■ What the exercise asks
Go through the entries below and pick out every line with "BufReader".

(Stored data)
· · · · ·

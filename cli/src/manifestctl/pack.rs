// cli/src/manifestctl/pack.rs  Fact sheet -> manifest.tlv

use std::fs::File;
use std::io::BufReader;
use std::path::Path;

use colored::Colorize;
use serde_json::json;
use tracing::info;

use nonos_manifest::{build, read_fact_sheet};

use super::artifacts::{fingerprint, write_artifact};
use super::CliError;

/// Read and validate the fact sheet, returning the encoded manifest. Nothing
/// is written here.
pub fn pack_file(source: &Path) -> Result<Vec<u8>, CliError> {
    let file = File::open(source).map_err(|e| CliError::Read { path: source.to_path_buf(), source: e })?;
    let raw = read_fact_sheet(BufReader::new(file))?;
    let bytes = build(&raw)?;
    info!(source = %source.display(), len = bytes.len(), "manifest packed");
    Ok(bytes)
}

pub fn run(source: &Path, out: &Path, json: bool) -> Result<(), CliError> {
    let bytes = pack_file(source)?;
    write_artifact(out, &bytes)?;

    if json {
        let report = json!({
            "manifest": out.display().to_string(),
            "len": bytes.len(),
            "sha256": fingerprint(&bytes),
        });
        println!("{}", report);
    } else {
        println!(
            "{} manifest written: {} ({} bytes, sha256 {})",
            "[pack]".cyan(),
            out.display(),
            bytes.len(),
            fingerprint(&bytes)
        );
    }
    Ok(())
}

· · · · ·

■ Task solution
use std::io::BufReader;
    let raw = read_fact_sheet(BufReader::new(file))?;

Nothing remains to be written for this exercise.